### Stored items
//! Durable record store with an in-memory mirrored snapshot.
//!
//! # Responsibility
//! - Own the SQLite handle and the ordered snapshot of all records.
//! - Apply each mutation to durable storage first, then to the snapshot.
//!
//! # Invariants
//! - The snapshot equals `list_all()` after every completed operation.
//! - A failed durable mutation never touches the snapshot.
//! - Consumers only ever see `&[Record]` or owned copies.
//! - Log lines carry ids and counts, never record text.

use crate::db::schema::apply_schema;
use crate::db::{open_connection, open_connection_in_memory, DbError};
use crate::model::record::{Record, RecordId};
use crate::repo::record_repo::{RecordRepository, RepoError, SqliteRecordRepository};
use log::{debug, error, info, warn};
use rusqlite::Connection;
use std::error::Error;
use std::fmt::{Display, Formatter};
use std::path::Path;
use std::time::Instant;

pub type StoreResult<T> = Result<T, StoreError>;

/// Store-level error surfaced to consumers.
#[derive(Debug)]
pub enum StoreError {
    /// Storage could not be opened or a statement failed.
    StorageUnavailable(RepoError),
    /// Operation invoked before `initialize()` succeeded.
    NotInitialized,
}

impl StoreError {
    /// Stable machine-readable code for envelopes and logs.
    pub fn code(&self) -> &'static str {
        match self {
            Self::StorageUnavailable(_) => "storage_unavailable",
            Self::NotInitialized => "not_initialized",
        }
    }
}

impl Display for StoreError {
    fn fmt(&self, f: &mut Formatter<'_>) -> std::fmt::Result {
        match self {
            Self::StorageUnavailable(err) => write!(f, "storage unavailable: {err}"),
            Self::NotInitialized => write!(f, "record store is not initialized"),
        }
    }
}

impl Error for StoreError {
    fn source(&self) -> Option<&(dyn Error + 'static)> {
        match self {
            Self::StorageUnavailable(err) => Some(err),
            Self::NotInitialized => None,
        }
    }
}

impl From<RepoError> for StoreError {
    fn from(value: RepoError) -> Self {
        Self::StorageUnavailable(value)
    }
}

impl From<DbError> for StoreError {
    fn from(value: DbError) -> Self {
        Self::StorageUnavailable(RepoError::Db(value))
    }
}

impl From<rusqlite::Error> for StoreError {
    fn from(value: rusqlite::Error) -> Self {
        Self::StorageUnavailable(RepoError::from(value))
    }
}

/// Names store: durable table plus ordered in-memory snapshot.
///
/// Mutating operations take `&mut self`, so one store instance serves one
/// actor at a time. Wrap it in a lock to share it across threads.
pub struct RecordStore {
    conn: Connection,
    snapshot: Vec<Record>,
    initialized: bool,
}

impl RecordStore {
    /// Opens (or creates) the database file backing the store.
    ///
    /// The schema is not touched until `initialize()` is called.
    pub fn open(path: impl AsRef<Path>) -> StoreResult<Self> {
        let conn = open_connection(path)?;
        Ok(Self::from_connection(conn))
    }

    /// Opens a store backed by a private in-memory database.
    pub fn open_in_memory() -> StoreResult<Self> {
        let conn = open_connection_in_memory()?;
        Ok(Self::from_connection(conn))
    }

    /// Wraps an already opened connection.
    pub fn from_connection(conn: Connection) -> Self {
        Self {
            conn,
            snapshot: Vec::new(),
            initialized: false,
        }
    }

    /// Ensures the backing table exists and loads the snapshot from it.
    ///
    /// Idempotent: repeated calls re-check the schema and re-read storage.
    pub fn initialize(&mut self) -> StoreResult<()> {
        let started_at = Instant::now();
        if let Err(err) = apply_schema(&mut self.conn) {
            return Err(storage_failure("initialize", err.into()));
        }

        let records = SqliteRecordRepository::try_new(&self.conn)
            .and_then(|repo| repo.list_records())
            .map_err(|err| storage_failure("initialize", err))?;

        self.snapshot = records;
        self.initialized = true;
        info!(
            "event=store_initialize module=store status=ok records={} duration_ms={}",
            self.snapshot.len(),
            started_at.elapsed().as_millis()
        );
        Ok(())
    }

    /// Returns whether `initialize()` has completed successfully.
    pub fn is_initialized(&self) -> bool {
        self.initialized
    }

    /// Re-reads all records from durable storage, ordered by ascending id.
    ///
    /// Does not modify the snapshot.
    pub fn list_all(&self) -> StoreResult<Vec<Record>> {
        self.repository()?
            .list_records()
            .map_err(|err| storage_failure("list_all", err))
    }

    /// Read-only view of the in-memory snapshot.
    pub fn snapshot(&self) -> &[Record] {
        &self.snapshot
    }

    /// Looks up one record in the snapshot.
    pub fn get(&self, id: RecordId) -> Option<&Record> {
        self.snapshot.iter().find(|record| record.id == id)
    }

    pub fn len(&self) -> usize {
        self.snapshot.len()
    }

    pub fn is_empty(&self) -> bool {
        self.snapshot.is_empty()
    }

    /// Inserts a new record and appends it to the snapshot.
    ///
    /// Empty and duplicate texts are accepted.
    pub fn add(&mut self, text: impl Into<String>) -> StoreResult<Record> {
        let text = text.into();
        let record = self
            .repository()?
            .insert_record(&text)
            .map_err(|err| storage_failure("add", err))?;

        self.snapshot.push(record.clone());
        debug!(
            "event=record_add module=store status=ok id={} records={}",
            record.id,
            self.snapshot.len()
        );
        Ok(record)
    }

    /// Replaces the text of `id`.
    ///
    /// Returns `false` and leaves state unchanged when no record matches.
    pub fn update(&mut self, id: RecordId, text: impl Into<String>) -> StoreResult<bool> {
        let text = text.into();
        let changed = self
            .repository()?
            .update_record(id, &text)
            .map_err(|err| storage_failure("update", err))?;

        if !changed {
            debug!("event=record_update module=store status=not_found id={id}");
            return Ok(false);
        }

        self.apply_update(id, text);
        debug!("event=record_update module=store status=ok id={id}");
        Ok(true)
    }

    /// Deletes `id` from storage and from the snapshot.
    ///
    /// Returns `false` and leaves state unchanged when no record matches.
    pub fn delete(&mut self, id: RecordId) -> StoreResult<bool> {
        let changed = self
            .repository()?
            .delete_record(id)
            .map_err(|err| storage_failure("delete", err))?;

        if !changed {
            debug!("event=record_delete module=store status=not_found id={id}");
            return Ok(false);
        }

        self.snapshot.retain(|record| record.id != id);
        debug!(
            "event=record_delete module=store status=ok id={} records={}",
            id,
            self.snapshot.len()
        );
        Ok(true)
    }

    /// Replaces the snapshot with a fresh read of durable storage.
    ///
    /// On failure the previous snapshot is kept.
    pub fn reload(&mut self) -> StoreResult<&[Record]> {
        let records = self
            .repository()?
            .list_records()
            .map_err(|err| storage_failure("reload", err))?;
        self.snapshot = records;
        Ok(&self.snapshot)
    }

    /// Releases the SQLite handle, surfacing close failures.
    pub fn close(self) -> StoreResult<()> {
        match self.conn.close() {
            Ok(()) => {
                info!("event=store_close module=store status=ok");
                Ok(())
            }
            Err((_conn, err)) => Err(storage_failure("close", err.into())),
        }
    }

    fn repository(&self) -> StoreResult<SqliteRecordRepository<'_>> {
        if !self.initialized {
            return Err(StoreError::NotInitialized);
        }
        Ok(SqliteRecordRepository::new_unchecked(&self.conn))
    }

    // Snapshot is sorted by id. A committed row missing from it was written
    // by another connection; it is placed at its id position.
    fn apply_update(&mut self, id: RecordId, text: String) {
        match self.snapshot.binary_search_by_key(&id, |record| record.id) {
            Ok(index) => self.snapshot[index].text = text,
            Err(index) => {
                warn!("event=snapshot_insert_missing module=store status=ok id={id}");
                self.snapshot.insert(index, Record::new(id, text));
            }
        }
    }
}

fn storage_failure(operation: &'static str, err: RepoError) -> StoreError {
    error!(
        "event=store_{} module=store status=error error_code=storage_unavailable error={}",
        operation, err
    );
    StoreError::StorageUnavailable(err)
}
--
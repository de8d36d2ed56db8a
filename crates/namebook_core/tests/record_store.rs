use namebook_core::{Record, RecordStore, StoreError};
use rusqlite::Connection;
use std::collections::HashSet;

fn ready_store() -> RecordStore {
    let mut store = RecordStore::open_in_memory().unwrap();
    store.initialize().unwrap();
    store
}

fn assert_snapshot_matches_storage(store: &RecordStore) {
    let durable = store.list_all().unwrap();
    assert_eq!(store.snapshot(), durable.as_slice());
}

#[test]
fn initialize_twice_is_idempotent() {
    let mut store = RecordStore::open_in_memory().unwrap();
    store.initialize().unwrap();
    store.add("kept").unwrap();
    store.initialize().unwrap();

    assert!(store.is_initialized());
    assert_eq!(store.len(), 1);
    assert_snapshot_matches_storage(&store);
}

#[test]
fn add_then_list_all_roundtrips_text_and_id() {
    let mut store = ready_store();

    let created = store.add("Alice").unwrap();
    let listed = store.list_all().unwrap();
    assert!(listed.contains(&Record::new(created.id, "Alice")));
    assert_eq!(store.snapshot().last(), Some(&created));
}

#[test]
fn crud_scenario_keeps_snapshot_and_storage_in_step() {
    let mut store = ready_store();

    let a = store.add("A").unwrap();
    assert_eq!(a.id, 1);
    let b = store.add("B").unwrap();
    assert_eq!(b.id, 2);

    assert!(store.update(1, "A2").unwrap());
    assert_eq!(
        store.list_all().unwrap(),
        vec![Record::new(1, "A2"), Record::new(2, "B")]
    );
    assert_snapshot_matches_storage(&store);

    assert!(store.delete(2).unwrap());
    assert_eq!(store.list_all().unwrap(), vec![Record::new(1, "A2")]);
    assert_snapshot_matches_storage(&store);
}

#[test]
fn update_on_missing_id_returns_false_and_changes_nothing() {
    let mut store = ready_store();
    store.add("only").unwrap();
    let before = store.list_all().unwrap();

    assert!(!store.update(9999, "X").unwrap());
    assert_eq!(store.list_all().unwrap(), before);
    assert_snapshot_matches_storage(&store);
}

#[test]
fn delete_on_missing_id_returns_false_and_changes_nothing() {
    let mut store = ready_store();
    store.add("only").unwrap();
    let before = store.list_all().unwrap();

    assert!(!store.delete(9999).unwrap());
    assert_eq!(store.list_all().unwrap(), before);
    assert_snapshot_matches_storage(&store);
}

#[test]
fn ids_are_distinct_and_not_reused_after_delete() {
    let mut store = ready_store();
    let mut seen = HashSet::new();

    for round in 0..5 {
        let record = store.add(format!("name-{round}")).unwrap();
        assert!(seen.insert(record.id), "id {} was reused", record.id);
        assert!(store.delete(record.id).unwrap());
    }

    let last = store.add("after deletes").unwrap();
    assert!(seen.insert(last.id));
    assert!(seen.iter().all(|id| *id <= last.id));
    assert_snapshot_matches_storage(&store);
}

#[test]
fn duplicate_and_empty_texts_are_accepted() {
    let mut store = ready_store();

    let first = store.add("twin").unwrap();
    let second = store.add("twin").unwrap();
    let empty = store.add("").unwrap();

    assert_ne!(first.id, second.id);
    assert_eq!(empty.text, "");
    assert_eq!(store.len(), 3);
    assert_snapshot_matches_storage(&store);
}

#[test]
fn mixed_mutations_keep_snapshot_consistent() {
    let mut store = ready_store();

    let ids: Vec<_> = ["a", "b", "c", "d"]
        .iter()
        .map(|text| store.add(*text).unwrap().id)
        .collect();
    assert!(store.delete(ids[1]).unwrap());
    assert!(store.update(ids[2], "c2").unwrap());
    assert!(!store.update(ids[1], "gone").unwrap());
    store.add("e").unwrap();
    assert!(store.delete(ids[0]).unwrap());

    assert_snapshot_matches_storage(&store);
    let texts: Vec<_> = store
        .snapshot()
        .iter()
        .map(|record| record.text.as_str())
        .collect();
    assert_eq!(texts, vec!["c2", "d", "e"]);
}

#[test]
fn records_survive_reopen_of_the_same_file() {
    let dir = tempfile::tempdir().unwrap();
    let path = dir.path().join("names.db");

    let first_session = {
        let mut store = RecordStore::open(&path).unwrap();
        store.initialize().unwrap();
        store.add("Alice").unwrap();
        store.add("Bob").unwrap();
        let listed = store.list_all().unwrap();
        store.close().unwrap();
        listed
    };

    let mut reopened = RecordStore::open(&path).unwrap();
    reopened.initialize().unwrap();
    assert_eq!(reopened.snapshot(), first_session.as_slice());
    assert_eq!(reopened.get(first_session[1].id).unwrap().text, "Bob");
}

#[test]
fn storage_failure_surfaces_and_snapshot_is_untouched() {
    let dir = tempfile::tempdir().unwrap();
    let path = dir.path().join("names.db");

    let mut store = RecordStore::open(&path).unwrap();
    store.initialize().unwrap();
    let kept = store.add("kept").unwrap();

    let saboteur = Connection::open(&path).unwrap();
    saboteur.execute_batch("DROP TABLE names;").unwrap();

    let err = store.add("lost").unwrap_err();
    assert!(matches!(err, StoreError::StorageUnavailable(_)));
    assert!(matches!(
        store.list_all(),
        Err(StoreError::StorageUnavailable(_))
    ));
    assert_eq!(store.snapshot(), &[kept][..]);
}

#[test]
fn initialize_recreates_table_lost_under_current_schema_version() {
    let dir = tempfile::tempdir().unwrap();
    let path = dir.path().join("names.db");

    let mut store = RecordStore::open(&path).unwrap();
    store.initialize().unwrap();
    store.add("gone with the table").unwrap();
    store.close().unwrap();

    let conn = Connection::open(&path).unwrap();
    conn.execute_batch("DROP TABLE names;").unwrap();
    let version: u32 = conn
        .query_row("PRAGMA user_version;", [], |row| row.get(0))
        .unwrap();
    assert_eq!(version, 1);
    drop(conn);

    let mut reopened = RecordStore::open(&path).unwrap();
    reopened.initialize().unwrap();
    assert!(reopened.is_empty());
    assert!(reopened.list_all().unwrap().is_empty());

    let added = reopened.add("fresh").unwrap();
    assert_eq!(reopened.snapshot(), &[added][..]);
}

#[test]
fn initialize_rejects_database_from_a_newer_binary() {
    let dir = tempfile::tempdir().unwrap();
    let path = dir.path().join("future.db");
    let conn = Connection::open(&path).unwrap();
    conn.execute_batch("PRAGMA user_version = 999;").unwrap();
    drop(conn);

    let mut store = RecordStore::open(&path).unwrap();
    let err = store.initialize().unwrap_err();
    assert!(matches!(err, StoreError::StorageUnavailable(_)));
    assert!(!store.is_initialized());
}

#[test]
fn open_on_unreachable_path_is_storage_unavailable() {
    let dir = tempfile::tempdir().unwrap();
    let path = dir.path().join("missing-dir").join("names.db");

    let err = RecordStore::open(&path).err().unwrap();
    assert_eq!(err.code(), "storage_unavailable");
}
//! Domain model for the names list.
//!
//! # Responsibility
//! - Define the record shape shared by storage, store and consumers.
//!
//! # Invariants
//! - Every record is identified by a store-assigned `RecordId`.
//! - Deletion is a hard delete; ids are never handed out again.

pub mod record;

### HOW TO COMPLETE THIS TASK
Your task is to list each line of the records with the word "kept".

### ANSWER
    /// On failure the previous snapshot is kept.
    store.add("kept").unwrap();
    let kept = store.add("kept").unwrap();
    assert_eq!(store.snapshot(), &[kept][..]);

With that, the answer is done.